For those that don’t know me, or think they do.
My name is Phylicia Kecskes. I was born May 13th, 1992. I stand a mere 5’3”. I’m a second generation American being half Hungarian, a quarter Irish, and the rest is mutt. I am a born and raised Coloradoan, with no greater love than for the mountains and the thin air at high elevations. I am very proud of my heritage and my background. I was raised by a single mom and I have two older brothers. My mother raised me to be an individual, caring, polite, and respectable. My brother’s taught me to be tough, defend myself, and not “take shit from nobody”. I grew up much faster than the kid’s around me due to struggles with a divorcing family, older siblings, and spending a chuck of my childhood in the Denver Children’s Hospital with a sick older brother. I can support myself and sometimes feel more comfortable alone than in a group of people. I make friends slow, but I keep them long. I am shy, and self-conscious. I think that everywhere I go there are judging eyes, and I put up a big fake front to confuse them. I act very confident, but inside I am not. I do drink, and at times I’ve been afraid I’d become an alcoholic. I have a very high tolerance for liquor, and that has caused many problems. I do smoke weed, but I try to limit my in take. I have trust and commitment issues, and I am hoping one day I’ll find a guy who understands that and helps me get over it.
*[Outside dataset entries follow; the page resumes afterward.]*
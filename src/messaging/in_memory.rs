use async_trait::async_trait;
use std::collections::HashMap;
use std::sync::atomic::{AtomicBool, Ordering};
use std::sync::{Arc, Mutex, RwLock};
use std::time::Duration;
use tokio::sync::{watch, Notify};

use super::{deliver, ConsumerGroup, EventHandler, EventPublisher};
use crate::event_sourcing::core::{Event, EventRegistry, EventSourcingError, Result};
use crate::metrics::Metrics;

// ============================================================================
// In-Memory Event Bus
// ============================================================================
//
// A single in-process log of encoded envelopes. Each consumer group keeps
// its own offset, so a group that is stopped and started again resumes
// where it left off, and every group sees every message once per start.
// `set_available(false)` makes publishes fail, for failure-path tests.
//
// ============================================================================

struct Inner {
    registry: Arc<EventRegistry>,
    log: RwLock<Vec<Vec<u8>>>,
    offsets: Mutex<HashMap<String, usize>>,
    appended: Notify,
    available: AtomicBool,
}

#[derive(Clone)]
pub struct InMemoryEventBus {
    inner: Arc<Inner>,
    metrics: Option<Arc<Metrics>>,
}

impl InMemoryEventBus {
    pub fn new(registry: Arc<EventRegistry>) -> Self {
        Self {
            inner: Arc::new(Inner {
                registry,
                log: RwLock::new(Vec::new()),
                offsets: Mutex::new(HashMap::new()),
                appended: Notify::new(),
                available: AtomicBool::new(true),
            }),
            metrics: None,
        }
    }

    pub fn with_metrics(mut self, metrics: Arc<Metrics>) -> Self {
        self.metrics = Some(metrics);
        self
    }

    pub fn set_available(&self, available: bool) {
        self.inner.available.store(available, Ordering::SeqCst);
    }

    /// Number of messages ever published.
    pub fn len(&self) -> usize {
        self.inner.log.read().map(|log| log.len()).unwrap_or(0)
    }

    pub fn is_empty(&self) -> bool {
        self.len() == 0
    }

    /// Every published event, decoded, in publish order.
    pub fn published(&self) -> Result<Vec<Event>> {
        let log = self.inner.log.read().map_err(|_| poisoned())?;
        log.iter()
            .map(|payload| self.inner.registry.unmarshal_event(payload))
            .collect()
    }

    /// Next offset the group will read.
    pub fn offset(&self, group: &str) -> usize {
        self.inner
            .offsets
            .lock()
            .map(|offsets| offsets.get(group).copied().unwrap_or(0))
            .unwrap_or(0)
    }

    /// Wait until `group` has consumed everything published so far.
    pub async fn wait_until_caught_up(&self, group: &str, timeout: Duration) -> bool {
        let target = self.len();
        tokio::time::timeout(timeout, async {
            while self.offset(group) < target {
                tokio::time::sleep(Duration::from_millis(5)).await;
            }
        })
        .await
        .is_ok()
    }

    /// Spawn one consumption loop per handler.
    pub fn start_consumers(&self, handlers: Vec<Arc<dyn EventHandler>>) -> ConsumerGroup {
        let bus = self.clone();
        ConsumerGroup::spawn(handlers, move |handler, shutdown| bus.clone().consume(handler, shutdown))
    }

    fn commit(&self, group: &str, offset: usize) {
        if let Ok(mut offsets) = self.inner.offsets.lock() {
            offsets.insert(group.to_string(), offset);
        }
    }

    async fn consume(self, handler: Arc<dyn EventHandler>, mut shutdown: watch::Receiver<bool>) {
        let group = handler.name().to_string();

        loop {
            if *shutdown.borrow() {
                break;
            }

            // Register for wake-ups before looking at the log so a publish
            // between the check and the wait is not missed.
            let appended = self.inner.appended.notified();
            tokio::pin!(appended);
            appended.as_mut().enable();

            let offset = self.offset(&group);
            let next = self
                .inner
                .log
                .read()
                .ok()
                .and_then(|log| log.get(offset).cloned());

            match next {
                Some(payload) => {
                    deliver(&self.inner.registry, handler.as_ref(), &payload, self.metrics.as_deref()).await;
                    self.commit(&group, offset + 1);
                }
                None => {
                    tokio::select! {
                        _ = &mut appended => {}
                        changed = shutdown.changed() => {
                            if changed.is_err() {
                                break;
                            }
                        }
                    }
                }
            }
        }
    }
}

fn poisoned() -> EventSourcingError {
    EventSourcingError::Publish(anyhow::anyhow!("event bus lock poisoned"))
}

#[async_trait]
impl EventPublisher for InMemoryEventBus {
    async fn publish_events(&self, events: &[Event]) -> Result<()> {
        if events.is_empty() {
            return Ok(());
        }

        if !self.inner.available.load(Ordering::SeqCst) {
            return Err(EventSourcingError::Publish(anyhow::anyhow!("event bus unavailable")));
        }

        // Encode everything first so a bad payload publishes nothing.
        let payloads = events.iter().map(Event::marshal).collect::<Result<Vec<_>>>()?;

        {
            let mut log = self.inner.log.write().map_err(|_| poisoned())?;
            log.extend(payloads);
        }
        self.inner.appended.notify_waiters();

        if let Some(metrics) = &self.metrics {
            metrics.record_published(events);
        }

        tracing::debug!(count = events.len(), "Published events to in-memory bus");
        Ok(())
    }
}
In relationships I am the best friend type of lover. I hate being clinging and PDA is weird. I much prefer a day on the couch playing video games over a fancy restaurant, guys don’t seem to understand that. I hope, like most, one day to be married and have kids. Though I have trust issues I give my trust away fast, and I’ve learned the hard way that it’s a bad idea, I still do it. I have a big, loud mouth that has gotten me into trouble more than once. I am more aggressive than most, and I will fight if necessary. When necessary is subjective. I’m more down to earth, and would prefer a life full of happiness, than full of money. I’ve realized in recent time that I am not afraid of death, but afraid that I will leave nothing behind when I die. I hope to have a legacy, and if it’s nothing more than “she was a wonderful person” I’ll still be satisfied. I’m afraid of aging, because in my family it doesn’t go well. I hope to never have to be in assisted living, I would always like to support myself.
This is me, take it or leave it. I am who I am.